# What you are asked to do
Extract every line below that contains the word "goto".

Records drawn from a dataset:
%%
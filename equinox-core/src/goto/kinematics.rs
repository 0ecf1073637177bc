//! Mount kinematics
//!
//! Maps sky positions (hour angle, declination) to axis angles and back
//! for each supported mount geometry, and answers the questions the goto
//! coordinator and the safety monitor ask about a position: which pier
//! side it naturally belongs to, whether the primary axis may reach it,
//! and how fast each axis must turn to follow it.
//!
//! Angles are in degrees throughout. Azimuth is measured from north
//! through east.

#[cfg(feature = "serde")]
use serde::{Deserialize, Serialize};

use crate::config::LimitsConfig;
use crate::state::PierSide;

/// Hour-angle step for numeric tracking rates
const RATE_STEP_DEG: f64 = 0.25;

/// Supported mount geometries
#[derive(Debug, Clone, Copy, PartialEq, Eq, Default)]
#[cfg_attr(feature = "defmt", derive(defmt::Format))]
#[cfg_attr(feature = "serde", derive(Serialize, Deserialize))]
pub enum MountKind {
    /// German equatorial: needs meridian flips
    #[default]
    GermanEquatorial,
    /// Equatorial fork: no pier side
    Fork,
    /// Alt-azimuth: primary is azimuth, secondary is altitude
    AltAzimuth,
}

/// Wrap an angle into `(-180, 180]`
pub fn wrap_180(deg: f64) -> f64 {
    let wrapped = deg - 360.0 * libm::floor((deg + 180.0) / 360.0);
    if wrapped <= -180.0 {
        wrapped + 360.0
    } else {
        wrapped
    }
}

/// Altitude and azimuth of an equatorial position
pub fn equatorial_to_horizon(ha_deg: f64, dec_deg: f64, latitude_deg: f64) -> (f64, f64) {
    let (sin_h, cos_h) = libm::sincos(ha_deg.to_radians());
    let (sin_d, cos_d) = libm::sincos(dec_deg.to_radians());
    let (sin_p, cos_p) = libm::sincos(latitude_deg.to_radians());

    let sin_alt = (sin_p * sin_d + cos_p * cos_d * cos_h).clamp(-1.0, 1.0);
    let alt = libm::asin(sin_alt);
    let az = libm::atan2(-cos_d * sin_h, sin_d * cos_p - cos_d * cos_h * sin_p);

    (alt.to_degrees(), wrap_180(az.to_degrees()))
}

/// Hour angle and declination of a horizon position
pub fn horizon_to_equatorial(alt_deg: f64, az_deg: f64, latitude_deg: f64) -> (f64, f64) {
    let (sin_a, cos_a) = libm::sincos(alt_deg.to_radians());
    let (sin_z, cos_z) = libm::sincos(az_deg.to_radians());
    let (sin_p, cos_p) = libm::sincos(latitude_deg.to_radians());

    let sin_d = (sin_p * sin_a + cos_p * cos_a * cos_z).clamp(-1.0, 1.0);
    let dec = libm::asin(sin_d);
    let ha = libm::atan2(-cos_a * sin_z, sin_a * cos_p - cos_a * cos_z * sin_p);

    (wrap_180(ha.to_degrees()), dec.to_degrees())
}

impl MountKind {
    /// True for mounts that change pier side at the meridian
    pub fn has_pier_sides(self) -> bool {
        self == MountKind::GermanEquatorial
    }

    pub fn is_equatorial(self) -> bool {
        self != MountKind::AltAzimuth
    }

    /// Pier side a GEM uses for an hour angle when nothing else decides
    ///
    /// Objects west of the meridian are observed from the east side.
    pub fn natural_side(self, ha_deg: f64) -> PierSide {
        if !self.has_pier_sides() {
            PierSide::None
        } else if wrap_180(ha_deg) >= 0.0 {
            PierSide::East
        } else {
            PierSide::West
        }
    }

    /// Axis angles for a sky position on a pier side
    pub fn to_axes(self, ha_deg: f64, dec_deg: f64, side: PierSide, latitude_deg: f64) -> [f64; 2] {
        match self {
            MountKind::GermanEquatorial if side == PierSide::West => {
                [wrap_180(ha_deg) + 180.0, 180.0 - dec_deg]
            }
            MountKind::GermanEquatorial | MountKind::Fork => [wrap_180(ha_deg), dec_deg],
            MountKind::AltAzimuth => {
                let (alt, az) = equatorial_to_horizon(ha_deg, dec_deg, latitude_deg);
                [az, alt]
            }
        }
    }

    /// Sky position (hour angle, declination) of axis angles
    pub fn from_axes(self, axes: [f64; 2], side: PierSide, latitude_deg: f64) -> (f64, f64) {
        match self {
            MountKind::GermanEquatorial if side == PierSide::West => {
                (wrap_180(axes[0] - 180.0), 180.0 - axes[1])
            }
            MountKind::GermanEquatorial | MountKind::Fork => (wrap_180(axes[0]), axes[1]),
            MountKind::AltAzimuth => horizon_to_equatorial(axes[1], axes[0], latitude_deg),
        }
    }

    /// Pier side implied by the secondary axis angle
    ///
    /// A GEM axis2 beyond the pole (above 90°) is on the west side.
    pub fn side_of_axes(self, axes: [f64; 2]) -> PierSide {
        if !self.has_pier_sides() {
            PierSide::None
        } else if axes[1] > 90.0 {
            PierSide::West
        } else {
            PierSide::East
        }
    }

    /// Whether the primary axis may point at `ha_deg` from `side`
    pub fn reachable(self, ha_deg: f64, side: PierSide, limits: &LimitsConfig) -> bool {
        let ha = wrap_180(ha_deg);
        match (self, side) {
            (MountKind::GermanEquatorial, PierSide::East) => {
                ha >= -limits.past_meridian_east_deg && ha <= limits.under_pole_deg
            }
            (MountKind::GermanEquatorial, PierSide::West) => {
                ha >= -limits.under_pole_deg && ha <= limits.past_meridian_west_deg
            }
            (MountKind::GermanEquatorial, PierSide::None) => false,
            (MountKind::Fork, _) => libm::fabs(ha) <= limits.under_pole_deg,
            (MountKind::AltAzimuth, _) => true,
        }
    }

    /// Hour-angle limit crossed while tracking on `side`, if any
    ///
    /// Only the meridian side matters here; the under-pole limit is
    /// checked separately.
    pub fn past_meridian(self, ha_deg: f64, side: PierSide, limits: &LimitsConfig) -> bool {
        let ha = wrap_180(ha_deg);
        match (self, side) {
            (MountKind::GermanEquatorial, PierSide::West) => ha > limits.past_meridian_west_deg,
            (MountKind::GermanEquatorial, PierSide::East) => ha < -limits.past_meridian_east_deg,
            _ => false,
        }
    }

    /// Axis rates in multiples of sidereal needed to follow a star
    pub fn tracking_rates(self, ha_deg: f64, dec_deg: f64, side: PierSide, latitude_deg: f64) -> [f64; 2] {
        if self.is_equatorial() {
            // Hour angle and axis1 increase together on both sides
            return [1.0, 0.0];
        }
        self.axis_derivative(ha_deg, dec_deg, side, latitude_deg, [RATE_STEP_DEG, 0.0])
    }

    /// Map an hour-angle/declination rate correction onto the axes
    ///
    /// `correction` is `[ha, dec]` in multiples of sidereal, as returned by
    /// the rate compensation. The result is `[axis1, axis2]` in the same
    /// unit, at the given sky position.
    pub fn axis_rate_correction(
        self,
        correction: [f64; 2],
        ha_deg: f64,
        dec_deg: f64,
        side: PierSide,
        latitude_deg: f64,
    ) -> [f64; 2] {
        match self {
            // Axis2 runs against declination on the west side
            MountKind::GermanEquatorial if side == PierSide::West => [correction[0], -correction[1]],
            MountKind::GermanEquatorial | MountKind::Fork => correction,
            MountKind::AltAzimuth => {
                let by_ha =
                    self.axis_derivative(ha_deg, dec_deg, side, latitude_deg, [RATE_STEP_DEG, 0.0]);
                let by_dec =
                    self.axis_derivative(ha_deg, dec_deg, side, latitude_deg, [0.0, RATE_STEP_DEG]);
                [
                    correction[0] * by_ha[0] + correction[1] * by_dec[0],
                    correction[0] * by_ha[1] + correction[1] * by_dec[1],
                ]
            }
        }
    }

    /// Central difference of the axis angles along `step` (`[ha, dec]`)
    fn axis_derivative(
        self,
        ha_deg: f64,
        dec_deg: f64,
        side: PierSide,
        latitude_deg: f64,
        step: [f64; 2],
    ) -> [f64; 2] {
        let before = self.to_axes(ha_deg - step[0], dec_deg - step[1], side, latitude_deg);
        let after = self.to_axes(ha_deg + step[0], dec_deg + step[1], side, latitude_deg);
        let span = 2.0 * (step[0] + step[1]);
        [
            wrap_180(after[0] - before[0]) / span,
            (after[1] - before[1]) / span,
        ]
    }
}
%%
# Exercise response
filename equinox-core/src/goto/kinematics.rs
//! for each supported mount geometry, and answers the questions the goto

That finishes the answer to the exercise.